#### TASK TO CARRY OUT:
Every line with the string "when" must be copied from the entries below.

TASK DATA section start

use crate::{
    error::{IngestError, PathError},
    page_count::{self, PackageCounter},
};
use serde::{Deserialize, Serialize};
use std::fmt;
use std::fs::File;
use std::path::{Path, PathBuf};
use tracing::{debug, warn};

/// Page count reported when a document cannot be inspected cheaply.
pub const UNKNOWN_PAGES: i64 = -1;

const MIB: u64 = 1024 * 1024;

#[derive(Debug, Clone, Copy, PartialEq, Eq, Hash, PartialOrd, Ord, Serialize, Deserialize)]
pub enum DocumentKind {
    WordDocument,
    Presentation,
}

/// Per-kind behavior: how a file is recognized, which containers can be
/// inspected, how pages are counted and how the count is labelled.
pub(crate) struct KindProfile {
    pub kind: DocumentKind,
    pub marker: &'static str,
    pub package_extensions: &'static [&'static str],
    pub count_pages: PackageCounter,
    pub page_unit: &'static str,
}

impl KindProfile {
    pub fn is_package(&self, path: &Path) -> bool {
        path.extension()
            .and_then(|e| e.to_str())
            .map(|ext| {
                self.package_extensions
                    .iter()
                    .any(|p| ext.eq_ignore_ascii_case(p))
            })
            .unwrap_or(false)
    }
}

// Order matters: presentations are recognized first.
static PROFILES: [KindProfile; 2] = [
    KindProfile {
        kind: DocumentKind::Presentation,
        marker: ".ppt",
        package_extensions: &["pptx", "pptm"],
        count_pages: page_count::count_slides,
        page_unit: "Slide(s)",
    },
    KindProfile {
        kind: DocumentKind::WordDocument,
        marker: ".doc",
        package_extensions: &["docx", "docm"],
        count_pages: page_count::count_word_pages,
        page_unit: "Page(s)",
    },
];

impl DocumentKind {
    /// Classifies a file by the kind marker in its file name (`.ppt*`,
    /// `.doc*`). Returns `None` for anything else.
    pub fn classify(path: &Path) -> Option<Self> {
        let name = path.file_name()?.to_string_lossy().to_ascii_lowercase();
        PROFILES
            .iter()
            .find(|p| name.contains(p.marker))
            .map(|p| p.kind)
    }

    pub(crate) fn profile(self) -> &'static KindProfile {
        match self {
            DocumentKind::Presentation => &PROFILES[0],
            DocumentKind::WordDocument => &PROFILES[1],
        }
    }

    pub fn as_str(self) -> &'static str {
        match self {
            DocumentKind::WordDocument => "word",
            DocumentKind::Presentation => "presentation",
        }
    }
}

impl fmt::Display for DocumentKind {
    fn fmt(&self, f: &mut fmt::Formatter<'_>) -> fmt::Result {
        f.write_str(self.as_str())
    }
}

/// One queued file. Fields are fixed at ingestion.
#[derive(Debug, Clone, PartialEq, Eq, Serialize)]
pub struct DocumentEntry {
    path: PathBuf,
    size_bytes: u64,
    kind: DocumentKind,
    page_count: i64,
}

impl DocumentEntry {
    /// Classifies, sizes and page-counts `path`.
    ///
    /// Returns `Ok(None)` when the file is not a supported document kind.
    pub fn ingest(path: &Path) -> Result<Option<Self>, IngestError> {
        let Some(kind) = DocumentKind::classify(path) else {
            debug!("skipping unsupported file {}", path.display());
            return Ok(None);
        };

        let path = std::path::absolute(path).map_err(|e| PathError::from_io(path, e))?;
        let size_bytes = {
            let file = File::open(&path).map_err(|e| PathError::from_io(&path, e))?;
            let meta = file.metadata().map_err(|e| PathError::from_io(&path, e))?;
            if meta.is_dir() {
                return Err(PathError::unsupported(&path, "is a directory").into());
            }
            meta.len()
        };
        let page_count = page_count::count(&path, kind)?;

        Ok(Some(Self {
            path,
            size_bytes,
            kind,
            page_count,
        }))
    }

    pub fn path(&self) -> &Path {
        &self.path
    }

    pub fn size_bytes(&self) -> u64 {
        self.size_bytes
    }

    pub fn kind(&self) -> DocumentKind {
        self.kind
    }

    pub fn page_count(&self) -> i64 {
        self.page_count
    }

    pub fn name(&self) -> String {
        self.path
            .file_name()
            .map(|n| n.to_string_lossy().into_owned())
            .unwrap_or_default()
    }

    pub fn size_label(&self) -> String {
        size_label(self.size_bytes)
    }

    pub fn page_label(&self) -> String {
        page_label(self.kind, self.page_count)
    }
}

pub fn size_label(size_bytes: u64) -> String {
    if size_bytes < MIB {
        format!("{:.1} KB", size_bytes as f64 / 1024.0)
    } else {
        format!("{:.1} MB", size_bytes as f64 / MIB as f64)
    }
}

/// Empty for an unknown count, never "0 pages".
pub fn page_label(kind: DocumentKind, page_count: i64) -> String {
    if page_count < 0 {
        return String::new();
    }
    format!("| {} {}", page_count, kind.profile().page_unit)
}

#[derive(Debug, Default)]
pub struct IngestSummary {
    pub entries: Vec<DocumentEntry>,
    pub skipped: Vec<PathBuf>,
    pub failures: Vec<(PathBuf, IngestError)>,
}

/// Ingests each path independently. A failing file is reported and does not
/// stop the remaining adds.
pub fn ingest_all(paths: &[PathBuf]) -> IngestSummary {
    let mut summary = IngestSummary::default();
    for path in paths {
        match DocumentEntry::ingest(path) {
            Ok(Some(entry)) => {
                debug!(
                    "queued {} kind={} pages={} size={}",
                    entry.path().display(),
                    entry.kind(),
                    entry.page_count(),
                    entry.size_label()
                );
                summary.entries.push(entry);
            }
            Ok(None) => summary.skipped.push(path.clone()),
            Err(err) => {
                warn!("cannot add {}: {err}", path.display());
                summary.failures.push((path.clone(), err));
            }
        }
    }
    summary
}

#[cfg(test)]
mod tests {
    use super::*;

    #[test]
    fn classify_by_name_marker() {
        assert_eq!(
            DocumentKind::classify(Path::new("/a/Deck.PPTX")),
            Some(DocumentKind::Presentation)
        );
        assert_eq!(
            DocumentKind::classify(Path::new("report.doc")),
            Some(DocumentKind::WordDocument)
        );
        assert_eq!(
            DocumentKind::classify(Path::new("Minutes.DOCM")),
            Some(DocumentKind::WordDocument)
        );
        assert_eq!(DocumentKind::classify(Path::new("template.dotx")), None);
        assert_eq!(DocumentKind::classify(Path::new("sheet.xlsx")), None);
        assert_eq!(DocumentKind::classify(Path::new("dir.doc/readme.txt")), None);
    }

    #[test]
    fn size_label_switches_to_mb_at_one_mib() {
        assert_eq!(size_label(0), "0.0 KB");
        assert_eq!(size_label(1536), "1.5 KB");
        assert_eq!(size_label(MIB - 1), "1024.0 KB");
        assert_eq!(size_label(MIB), "1.0 MB");
        assert_eq!(size_label(5 * MIB / 2), "2.5 MB");
    }

    #[test]
    fn page_label_per_kind() {
        assert_eq!(page_label(DocumentKind::Presentation, 12), "| 12 Slide(s)");
        assert_eq!(page_label(DocumentKind::WordDocument, 0), "| 0 Page(s)");
        assert_eq!(page_label(DocumentKind::WordDocument, UNKNOWN_PAGES), "");
    }

    #[test]
    fn package_extensions_are_case_insensitive() {
        let p = DocumentKind::Presentation.profile();
        assert!(p.is_package(Path::new("a.PPTX")));
        assert!(!p.is_package(Path::new("a.ppt")));
        let w = DocumentKind::WordDocument.profile();
        assert!(w.is_package(Path::new("a.Docx")));
        assert!(!w.is_package(Path::new("a.doc")));
    }
}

TASK DATA section end

#### ANSWER:
/// Page count reported when a document cannot be inspected cheaply.
    /// Returns `Ok(None)` when the file is not a supported document kind.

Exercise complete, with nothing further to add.